PESCARA – «Non siamo in una situazione di epidemia». Così il direttore generale della Asl di Pescara Armando Mancini a proposito della vicenda del ventunenne di Città Sant’Angelo morto all’ospedale di Pescara mercoledì scorso a causa di una sepsi meningococcica fulminante (LEGGI QUI).

 

L’azienda sanitaria, sabato 4 maggio ha ricevuto gli ultimi risultati degli esami eseguiti sui campioni prelevati sul giovane: si tratta di un ceppo particolare, «un caso sporadico, circoscritto, legato alla reattività individuale del povero ragazzo».

 

Non ci sono, quindi, indicazioni per una vaccinazione a tappeto.
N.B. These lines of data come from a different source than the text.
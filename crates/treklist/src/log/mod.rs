//! The user's watched log.
//!
//! The log is a small SQLite database with a single `log` table holding, per catalog
//! identifier, whether the item has been watched and when it was last watched. Rows are created
//! lazily: an identifier the user never touched has no row and reads back the field defaults
//! (`watched = false`, no `last_watched`).
//!
//! Log files written by older releases may hold null-like values (`NULL`, `NaN`, `"NaT"`, empty
//! text) where a flag or date was never set. Every read path normalizes those to the field
//! default.
//!
//! Reads and writes are expressed as [`LogInstruction`]s ([`Get`] and [`Set`]), with typed
//! shortcuts on [`UserLog`] for the common cases.
//!
//! # Examples
//!
//! ```no_run
//! # use treklist::log::{LogField, LogValue, UserLog};
//! # use chrono::NaiveDate;
//! # fn example() -> Result<(), Box<dyn std::error::Error>> {
//! let mut log = UserLog::open("log.db")?;
//!
//! assert!(!log.watched("tt0708447")?);
//! log.set_watched("tt0708447", true)?;
//! log.set_last_watched("tt0708447", NaiveDate::from_ymd_opt(2024, 5, 1))?;
//!
//! // Field names coming from a UI are parsed and validated up front
//! let field: LogField = "last_watched".parse()?;
//! println!("{}", log.get("tt0708447", field)?);
//!
//! // Clearing the date stores NULL
//! log.set("tt0708447", LogValue::LastWatched(None))?;
//! # Ok(())
//! # }
//! ```

use std::collections::HashSet;

use rusqlite::types::Value;

use super::*;

pub mod instruction;

pub use self::instruction::*;

/// Schema of the log database.
pub const SCHEMA: &str = include_str!(concat!(env!("CARGO_MANIFEST_DIR"), "/migrations/log.sql"));

/// Text accepted in place of a date to clear `last_watched`.
pub const CLEAR: &str = "clear";

/// Columns a `log` table must have.
const LOG_COLUMNS: [&str; 3] = ["imdb_id", "watched", "last_watched"];

/// Text values older log files use for "never set".
const NULL_MARKERS: [&str; 5] = ["", "nan", "nat", "none", "null"];

/// A column of the log.
#[derive(Debug, Clone, Copy, PartialEq, Eq, Hash)]
pub enum LogField {
  /// Whether the item has been watched.
  Watched,
  /// When the item was last watched.
  LastWatched,
}

impl LogField {
  /// Column name in the `log` table.
  pub fn as_str(self) -> &'static str {
    match self {
      LogField::Watched => "watched",
      LogField::LastWatched => "last_watched",
    }
  }

  /// Value read for an identifier with no log entry.
  pub fn default_value(self) -> LogValue {
    match self {
      LogField::Watched => LogValue::Watched(false),
      LogField::LastWatched => LogValue::LastWatched(None),
    }
  }
}

impl Display for LogField {
  fn fmt(&self, f: &mut std::fmt::Formatter<'_>) -> std::fmt::Result { f.write_str(self.as_str()) }
}

impl FromStr for LogField {
  type Err = TrekError;

  fn from_str(s: &str) -> Result<Self> {
    match s {
      "watched" => Ok(LogField::Watched),
      "last_watched" => Ok(LogField::LastWatched),
      _ => Err(TrekError::InvalidField(s.to_string())),
    }
  }
}

/// The value of one log field.
#[derive(Debug, Clone, Copy, PartialEq, Eq)]
pub enum LogValue {
  /// The watched flag.
  Watched(bool),
  /// The last-watched date; `None` when never set or cleared.
  LastWatched(Option<NaiveDate>),
}

impl LogValue {
  /// Which field this value belongs to.
  pub fn field(&self) -> LogField {
    match self {
      LogValue::Watched(_) => LogField::Watched,
      LogValue::LastWatched(_) => LogField::LastWatched,
    }
  }

  /// Parses user-entered text for `field`.
  ///
  /// `watched` takes `true`/`false` (or `yes`/`no`, `1`/`0`). `last_watched` takes an ISO
  /// `YYYY-MM-DD` date, or [`CLEAR`] to remove the date.
  pub fn parse(field: LogField, input: &str) -> Result<Self> {
    let input = input.trim();
    match field {
      LogField::Watched => match input.to_ascii_lowercase().as_str() {
        "true" | "yes" | "1" => Ok(LogValue::Watched(true)),
        "false" | "no" | "0" => Ok(LogValue::Watched(false)),
        _ => Err(TrekError::InvalidInput { field, value: input.to_string() }),
      },
      LogField::LastWatched if input.eq_ignore_ascii_case(CLEAR) => Ok(LogValue::LastWatched(None)),
      LogField::LastWatched => Ok(LogValue::LastWatched(Some(NaiveDate::from_str(input)?))),
    }
  }

  /// The flag, if this is a watched value.
  pub fn as_watched(&self) -> Option<bool> {
    match self {
      LogValue::Watched(watched) => Some(*watched),
      LogValue::LastWatched(_) => None,
    }
  }

  /// The date, if this is a last-watched value that is set.
  pub fn as_last_watched(&self) -> Option<NaiveDate> {
    match self {
      LogValue::LastWatched(date) => *date,
      LogValue::Watched(_) => None,
    }
  }
}

impl Display for LogValue {
  fn fmt(&self, f: &mut std::fmt::Formatter<'_>) -> std::fmt::Result {
    match self {
      LogValue::Watched(watched) => write!(f, "{watched}"),
      LogValue::LastWatched(Some(date)) => write!(f, "{date}"),
      LogValue::LastWatched(None) => f.write_str("-"),
    }
  }
}

/// One row of the log, normalized.
#[derive(Debug, Clone, PartialEq, Eq, Serialize, Deserialize)]
pub struct UserLogEntry {
  /// Catalog identifier the entry belongs to.
  pub imdb_id:      String,
  /// Whether the item has been watched.
  pub watched:      bool,
  /// When the item was last watched.
  pub last_watched: Option<NaiveDate>,
}

/// Identifiers the log marks watched, read from the `watched` column alone.
#[derive(Debug, Clone, Default, PartialEq, Eq)]
pub struct WatchedSet {
  /// Identifiers marked watched.
  pub watched:    HashSet<String>,
  /// Identifiers whose stored flag couldn't be read. They count as unwatched.
  pub unreadable: Vec<String>,
}

/// Handle on the user's log database.
pub struct UserLog {
  /// Read-write connection to the log file.
  conn: Connection,
  /// Where the log file lives.
  path: PathBuf,
}

impl UserLog {
  /// Opens the log at `path`, creating the file and `log` table if needed.
  ///
  /// An existing file whose `log` table lacks the expected columns is rejected with
  /// [`TrekError::InvalidLogFile`].
  pub fn open(path: impl AsRef<Path>) -> Result<Self> {
    let path = path.as_ref();
    debug!("Opening user log at {}", path.display());
    let conn = Connection::open(path)?;
    let invalid = |_| TrekError::InvalidLogFile(path.to_path_buf());
    if !has_log_table(&conn).map_err(invalid)? && table_exists(&conn).map_err(invalid)? {
      return Err(TrekError::InvalidLogFile(path.to_path_buf()));
    }
    conn.execute_batch(SCHEMA)?;
    Ok(Self { conn, path: path.to_path_buf() })
  }

  /// Location of the log file.
  pub fn path(&self) -> &Path { &self.path }

  /// Reads `field` for `imdb_id`, falling back to the field default when there's no entry.
  pub fn get(&self, imdb_id: &str, field: LogField) -> Result<LogValue> {
    Get::field(imdb_id, field).read(self)
  }

  /// Writes a single field for `imdb_id`, creating the entry if needed.
  pub fn set(&mut self, imdb_id: &str, value: LogValue) -> Result<()> {
    Set::value(imdb_id, value).execute(self)
  }

  /// Whether `imdb_id` is marked watched.
  pub fn watched(&self, imdb_id: &str) -> Result<bool> {
    Ok(self.get(imdb_id, LogField::Watched)?.as_watched().unwrap_or(false))
  }

  /// When `imdb_id` was last watched.
  pub fn last_watched(&self, imdb_id: &str) -> Result<Option<NaiveDate>> {
    Ok(self.get(imdb_id, LogField::LastWatched)?.as_last_watched())
  }

  /// Marks `imdb_id` watched or unwatched.
  pub fn set_watched(&mut self, imdb_id: &str, watched: bool) -> Result<()> {
    self.set(imdb_id, LogValue::Watched(watched))
  }

  /// Sets or, with `None`, clears the last-watched date of `imdb_id`.
  pub fn set_last_watched(&mut self, imdb_id: &str, date: Option<NaiveDate>) -> Result<()> {
    self.set(imdb_id, LogValue::LastWatched(date))
  }

  /// The full entry for `imdb_id`, if one exists.
  pub fn entry(&self, imdb_id: &str) -> Result<Option<UserLogEntry>> {
    validate_identifier(imdb_id)?;
    let mut stmt = self
      .conn
      .prepare_cached("SELECT imdb_id, watched, last_watched FROM log WHERE imdb_id = ?1")?;
    let raw = stmt.query_row([imdb_id], raw_entry).optional()?;
    raw.map(normalize_entry).transpose()
  }

  /// Every identifier marked watched.
  ///
  /// A row whose flag can't be read is logged, counted as unwatched and listed in
  /// [`WatchedSet::unreadable`]; it doesn't affect the other rows.
  pub fn watched_set(&self) -> Result<WatchedSet> {
    let mut stmt = self.conn.prepare_cached("SELECT imdb_id, watched FROM log ORDER BY imdb_id")?;
    let rows = stmt
      .query_map([], |row| Ok((row.get::<_, String>(0)?, row.get::<_, Value>(1)?)))?
      .collect::<rusqlite::Result<Vec<_>>>()?;

    let mut set = WatchedSet::default();
    for (imdb_id, stored) in rows {
      match normalize_watched(&imdb_id, stored) {
        Ok(true) => {
          set.watched.insert(imdb_id);
        },
        Ok(false) => {},
        Err(e) => {
          warn!("{e}, counting it as unwatched");
          set.unreadable.push(imdb_id);
        },
      }
    }
    Ok(set)
  }

  /// Every entry in the log, ordered by identifier.
  pub fn entries(&self) -> Result<Vec<UserLogEntry>> {
    let mut stmt =
      self.conn.prepare_cached("SELECT imdb_id, watched, last_watched FROM log ORDER BY imdb_id")?;
    let raw = stmt.query_map([], raw_entry)?.collect::<rusqlite::Result<Vec<_>>>()?;
    raw.into_iter().map(normalize_entry).collect()
  }
}

/// Checks that `path` is a log [`UserLog::open`] would accept, without modifying it.
///
/// The file must be SQLite, hold a `log` table with the expected columns, and log each
/// identifier at most once.
pub fn validate_log_file(path: &Path) -> Result<()> {
  let invalid = |_| TrekError::InvalidLogFile(path.to_path_buf());
  let conn = Connection::open_with_flags(
    path,
    OpenFlags::SQLITE_OPEN_READ_ONLY | OpenFlags::SQLITE_OPEN_NO_MUTEX,
  )
  .map_err(invalid)?;
  if !has_log_table(&conn).map_err(invalid)? {
    return Err(TrekError::InvalidLogFile(path.to_path_buf()));
  }
  if let Some(imdb_id) = duplicate_identifier(&conn).map_err(invalid)? {
    debug!("{} logs {imdb_id} more than once", path.display());
    return Err(TrekError::InvalidLogFile(path.to_path_buf()));
  }
  Ok(())
}

/// An identifier with more than one row, if any. Such a log can't take the unique index.
fn duplicate_identifier(conn: &Connection) -> rusqlite::Result<Option<String>> {
  conn
    .query_row(
      "SELECT imdb_id FROM log GROUP BY imdb_id HAVING COUNT(*) > 1 LIMIT 1",
      [],
      |row| row.get(0),
    )
    .optional()
}

/// Whether a `log` table exists at all.
fn table_exists(conn: &Connection) -> rusqlite::Result<bool> {
  conn.query_row(
    "SELECT EXISTS (SELECT 1 FROM sqlite_master WHERE type = 'table' AND name = 'log')",
    [],
    |row| row.get(0),
  )
}

/// Whether a `log` table with every expected column exists.
fn has_log_table(conn: &Connection) -> rusqlite::Result<bool> {
  let mut stmt = conn.prepare("SELECT name FROM pragma_table_info('log')")?;
  let columns = stmt.query_map([], |row| row.get::<_, String>(0))?.collect::<rusqlite::Result<Vec<_>>>()?;
  Ok(LOG_COLUMNS.iter().all(|column| columns.iter().any(|c| c == column)))
}

/// A log row before normalization.
type RawEntry = (String, Value, Value);

/// Reads the three log columns without interpreting them.
fn raw_entry(row: &rusqlite::Row<'_>) -> rusqlite::Result<RawEntry> {
  Ok((row.get(0)?, row.get(1)?, row.get(2)?))
}

/// Normalizes both fields of a raw row.
fn normalize_entry((imdb_id, watched, last_watched): RawEntry) -> Result<UserLogEntry> {
  Ok(UserLogEntry {
    watched: normalize_watched(&imdb_id, watched)?,
    last_watched: normalize_last_watched(&imdb_id, last_watched)?,
    imdb_id,
  })
}

/// Whether a stored text value means "never set".
fn is_null_marker(text: &str) -> bool {
  let text = text.trim().to_ascii_lowercase();
  NULL_MARKERS.contains(&text.as_str())
}

/// Interprets a stored `watched` value. Null-like values read as `false`.
pub(crate) fn normalize_watched(imdb_id: &str, value: Value) -> Result<bool> {
  let invalid = |value: String| TrekError::InvalidLogValue {
    imdb_id: imdb_id.to_string(),
    field: LogField::Watched,
    value,
  };
  match value {
    Value::Null => Ok(false),
    Value::Integer(n) => Ok(n != 0),
    Value::Real(x) if x.is_nan() => {
      trace!("Normalized NaN watched flag for {imdb_id}");
      Ok(false)
    },
    Value::Real(x) => Ok(x != 0.0),
    Value::Text(text) if is_null_marker(&text) => {
      trace!("Normalized {text:?} watched flag for {imdb_id}");
      Ok(false)
    },
    Value::Text(text) => match text.trim().to_ascii_lowercase().as_str() {
      "1" | "true" => Ok(true),
      "0" | "false" => Ok(false),
      _ => Err(invalid(text)),
    },
    Value::Blob(bytes) => Err(invalid(format!("<{} byte blob>", bytes.len()))),
  }
}

/// Interprets a stored `last_watched` value. Null-like values read as `None`.
///
/// Accepts ISO dates and the `YYYY-MM-DD HH:MM:SS` timestamps some older log files hold.
pub(crate) fn normalize_last_watched(imdb_id: &str, value: Value) -> Result<Option<NaiveDate>> {
  let invalid = |value: String| TrekError::InvalidLogValue {
    imdb_id: imdb_id.to_string(),
    field: LogField::LastWatched,
    value,
  };
  match value {
    Value::Null => Ok(None),
    Value::Real(x) if x.is_nan() => {
      trace!("Normalized NaN last_watched for {imdb_id}");
      Ok(None)
    },
    Value::Text(text) if is_null_marker(&text) => {
      trace!("Normalized {text:?} last_watched for {imdb_id}");
      Ok(None)
    },
    Value::Text(text) => {
      let trimmed = text.trim();
      NaiveDate::from_str(trimmed)
        .or_else(|_| {
          chrono::NaiveDateTime::parse_from_str(trimmed, "%Y-%m-%d %H:%M:%S").map(|t| t.date())
        })
        .map(Some)
        .map_err(|_| invalid(text))
    },
    Value::Integer(n) => Err(invalid(n.to_string())),
    Value::Real(x) => Err(invalid(x.to_string())),
    Value::Blob(bytes) => Err(invalid(format!("<{} byte blob>", bytes.len()))),
  }
}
Dopo che i laboratori della Asl pescarese avevano individuato il batterio, Meningococco di tipo ‘B’, gli ultimi accertamenti sono stati eseguiti dall’Istituto superiore di sanità (Iss) e dal Meyer di Firenze, centri di riferimento nazionale in materia. Gli esami hanno consentito di individuare il ceppo responsabile della morte del giovane, denominato St213: non è lo stesso responsabile di un’epidemia in Toscana, ipotesi di cui si era parlato dopo il decesso del ragazzo.